[[ DATASET EXCERPTS open ]]

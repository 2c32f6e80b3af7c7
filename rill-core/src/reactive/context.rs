//! Reactive Context
//!
//! The reactive context tracks which effect is currently running.
//! This enables automatic dependency tracking: when a signal is read,
//! the effect on top of the stack is registered as a subscriber.
//!
//! # Implementation
//!
//! We use a thread-local stack of running effects. Entering an effect pushes
//! it and returns a guard; dropping the guard pops it. Because the pop lives
//! in `Drop`, the stack is restored on normal return and while unwinding from
//! a panicking effect body alike.
//!
//! Nested effects (an effect created or triggered from inside another
//! effect's body) simply deepen the stack. Only the top entry receives
//! registrations.

use std::cell::RefCell;

use smallvec::SmallVec;

use super::effect::Effect;
use super::SubscriberId;

thread_local! {
    static CONTEXT_STACK: RefCell<Vec<ContextEntry>> = const { RefCell::new(Vec::new()) };
}

/// An entry in the reactive context stack.
struct ContextEntry {
    /// The running effect, or `None` for an untracked scope.
    effect: Option<Effect>,
    /// Signal IDs read during this run, in read order.
    dependencies: SmallVec<[u64; 8]>,
}

/// Guard that pops the context when dropped.
pub struct ReactiveContext {
    subscriber_id: Option<SubscriberId>,
}

impl ReactiveContext {
    /// Enter a new reactive context for the given effect.
    ///
    /// While this context is active, any signals that are read will
    /// register the effect as a subscriber.
    ///
    /// The context is automatically exited when the returned guard is dropped.
    pub fn enter(effect: Effect) -> Self {
        let subscriber_id = Some(effect.subscriber_id());
        Self::push(Some(effect));
        Self { subscriber_id }
    }

    /// Enter a scope in which reads register nothing.
    fn enter_untracked() -> Self {
        Self::push(None);
        Self { subscriber_id: None }
    }

    fn push(effect: Option<Effect>) {
        CONTEXT_STACK.with(|stack| {
            stack.borrow_mut().push(ContextEntry {
                effect,
                dependencies: SmallVec::new(),
            });
        });
    }

    /// Check if a read right now would be tracked.
    pub fn is_active() -> bool {
        CONTEXT_STACK.with(|stack| {
            stack
                .borrow()
                .last()
                .is_some_and(|entry| entry.effect.is_some())
        })
    }

    /// Get the effect that would subscribe to a read right now, if any.
    pub fn current_subscriber() -> Option<Effect> {
        CONTEXT_STACK.with(|stack| {
            stack
                .borrow()
                .last()
                .and_then(|entry| entry.effect.clone())
        })
    }

    /// Get the ID of the current subscriber, if any.
    pub fn current_subscriber_id() -> Option<SubscriberId> {
        CONTEXT_STACK.with(|stack| {
            stack
                .borrow()
                .last()
                .and_then(|entry| entry.effect.as_ref().map(Effect::subscriber_id))
        })
    }

    /// Check whether the given effect is anywhere on this thread's stack.
    pub fn is_running(subscriber_id: SubscriberId) -> bool {
        CONTEXT_STACK.with(|stack| {
            stack.borrow().iter().any(|entry| {
                entry
                    .effect
                    .as_ref()
                    .is_some_and(|effect| effect.subscriber_id() == subscriber_id)
            })
        })
    }

    /// Number of entries on the stack, untracked scopes included.
    pub fn depth() -> usize {
        CONTEXT_STACK.with(|stack| stack.borrow().len())
    }

    /// Record a dependency on the given signal.
    ///
    /// This is called by signals when they are read. Repeated reads of the
    /// same signal within one run are recorded once.
    pub fn track_dependency(signal_id: u64) {
        CONTEXT_STACK.with(|stack| {
            if let Some(entry) = stack.borrow_mut().last_mut() {
                if entry.effect.is_some() && !entry.dependencies.contains(&signal_id) {
                    entry.dependencies.push(signal_id);
                }
            }
        });
    }

    /// Get the dependencies collected in the current context.
    pub fn get_dependencies() -> Vec<u64> {
        CONTEXT_STACK.with(|stack| {
            stack
                .borrow()
                .last()
                .map(|entry| entry.dependencies.to_vec())
                .unwrap_or_default()
        })
    }
}

impl Drop for ReactiveContext {
    fn drop(&mut self) {
        CONTEXT_STACK.with(|stack| {
            let popped = stack.borrow_mut().pop();

            if let Some(entry) = popped {
                debug_assert_eq!(
                    entry.effect.as_ref().map(Effect::subscriber_id),
                    self.subscriber_id,
                    "ReactiveContext mismatch"
                );
            }
        });
    }
}

/// Run `f` without tracking any signal reads it performs.
///
/// Useful inside an effect body when a value is needed but changes to it
/// should not re-run the effect.
pub fn untrack<T>(f: impl FnOnce() -> T) -> T {
    let _ctx = ReactiveContext::enter_untracked();
    f()
}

[[ DATASET EXCERPTS closed ]]

■ WHAT YOU SHOULD DO:
With no words changed, transcribe the records above.

■ TASK OUTPUT:
repository 2c32f6e80b3af7c7
filename rill-core/src/reactive/context.rs
//! Reactive Context
//!
//! The reactive context tracks which effect is currently running.
//! This enables automatic dependency tracking: when a signal is read,
//! the effect on top of the stack is registered as a subscriber.
//!
//! # Implementation
//!
//! We use a thread-local stack of running effects. Entering an effect pushes
//! it and returns a guard; dropping the guard pops it. Because the pop lives
//! in `Drop`, the stack is restored on normal return and while unwinding from
//! a panicking effect body alike.
//!
//! Nested effects (an effect created or triggered from inside another
//! effect's body) simply deepen the stack. Only the top entry receives
//! registrations.

use std::cell::RefCell;

use smallvec::SmallVec;

use super::effect::Effect;
use super::SubscriberId;

thread_local! {
    static CONTEXT_STACK: RefCell<Vec<ContextEntry>> = const { RefCell::new(Vec::new()) };
}

/// An entry in the reactive context stack.
struct ContextEntry {
    /// The running effect, or `None` for an untracked scope.
    effect: Option<Effect>,
    /// Signal IDs read during this run, in read order.
    dependencies: SmallVec<[u64; 8]>,
}

/// Guard that pops the context when dropped.
pub struct ReactiveContext {
    subscriber_id: Option<SubscriberId>,
}

impl ReactiveContext {
    /// Enter a new reactive context for the given effect.
    ///
    /// While this context is active, any signals that are read will
    /// register the effect as a subscriber.
    ///
    /// The context is automatically exited when the returned guard is dropped.
    pub fn enter(effect: Effect) -> Self {
        let subscriber_id = Some(effect.subscriber_id());
        Self::push(Some(effect));
        Self { subscriber_id }
    }

    /// Enter a scope in which reads register nothing.
    fn enter_untracked() -> Self {
        Self::push(None);
        Self { subscriber_id: None }
    }

    fn push(effect: Option<Effect>) {
        CONTEXT_STACK.with(|stack| {
            stack.borrow_mut().push(ContextEntry {
                effect,
                dependencies: SmallVec::new(),
            });
        });
    }

    /// Check if a read right now would be tracked.
    pub fn is_active() -> bool {
        CONTEXT_STACK.with(|stack| {
            stack
                .borrow()
                .last()
                .is_some_and(|entry| entry.effect.is_some())
        })
    }

    /// Get the effect that would subscribe to a read right now, if any.
    pub fn current_subscriber() -> Option<Effect> {
        CONTEXT_STACK.with(|stack| {
            stack
                .borrow()
                .last()
                .and_then(|entry| entry.effect.clone())
        })
    }

    /// Get the ID of the current subscriber, if any.
    pub fn current_subscriber_id() -> Option<SubscriberId> {
        CONTEXT_STACK.with(|stack| {
            stack
                .borrow()
                .last()
                .and_then(|entry| entry.effect.as_ref().map(Effect::subscriber_id))
        })
    }

    /// Check whether the given effect is anywhere on this thread's stack.
    pub fn is_running(subscriber_id: SubscriberId) -> bool {
        CONTEXT_STACK.with(|stack| {
            stack.borrow().iter().any(|entry| {
                entry
                    .effect
                    .as_ref()
                    .is_some_and(|effect| effect.subscriber_id() == subscriber_id)
            })
        })
    }

    /// Number of entries on the stack, untracked scopes included.
    pub fn depth() -> usize {
        CONTEXT_STACK.with(|stack| stack.borrow().len())
    }

    /// Record a dependency on the given signal.
    ///
    /// This is called by signals when they are read. Repeated reads of the
    /// same signal within one run are recorded once.
    pub fn track_dependency(signal_id: u64) {
        CONTEXT_STACK.with(|stack| {
            if let Some(entry) = stack.borrow_mut().last_mut() {
                if entry.effect.is_some() && !entry.dependencies.contains(&signal_id) {
                    entry.dependencies.push(signal_id);
                }
            }
        });
    }

    /// Get the dependencies collected in the current context.
    pub fn get_dependencies() -> Vec<u64> {
        CONTEXT_STACK.with(|stack| {
            stack
                .borrow()
                .last()
                .map(|entry| entry.dependencies.to_vec())
                .unwrap_or_default()
        })
    }
}

impl Drop for ReactiveContext {
    fn drop(&mut self) {
        CONTEXT_STACK.with(|stack| {
            let popped = stack.borrow_mut().pop();

            if let Some(entry) = popped {
                debug_assert_eq!(
                    entry.effect.as_ref().map(Effect::subscriber_id),
                    self.subscriber_id,
                    "ReactiveContext mismatch"
                );
            }
        });
    }
}

/// Run `f` without tracking any signal reads it performs.
///
/// Useful inside an effect body when a value is needed but changes to it
/// should not re-run the effect.
pub fn untrack<T>(f: impl FnOnce() -> T) -> T {
    let _ctx = ReactiveContext::enter_untracked();
    f()
}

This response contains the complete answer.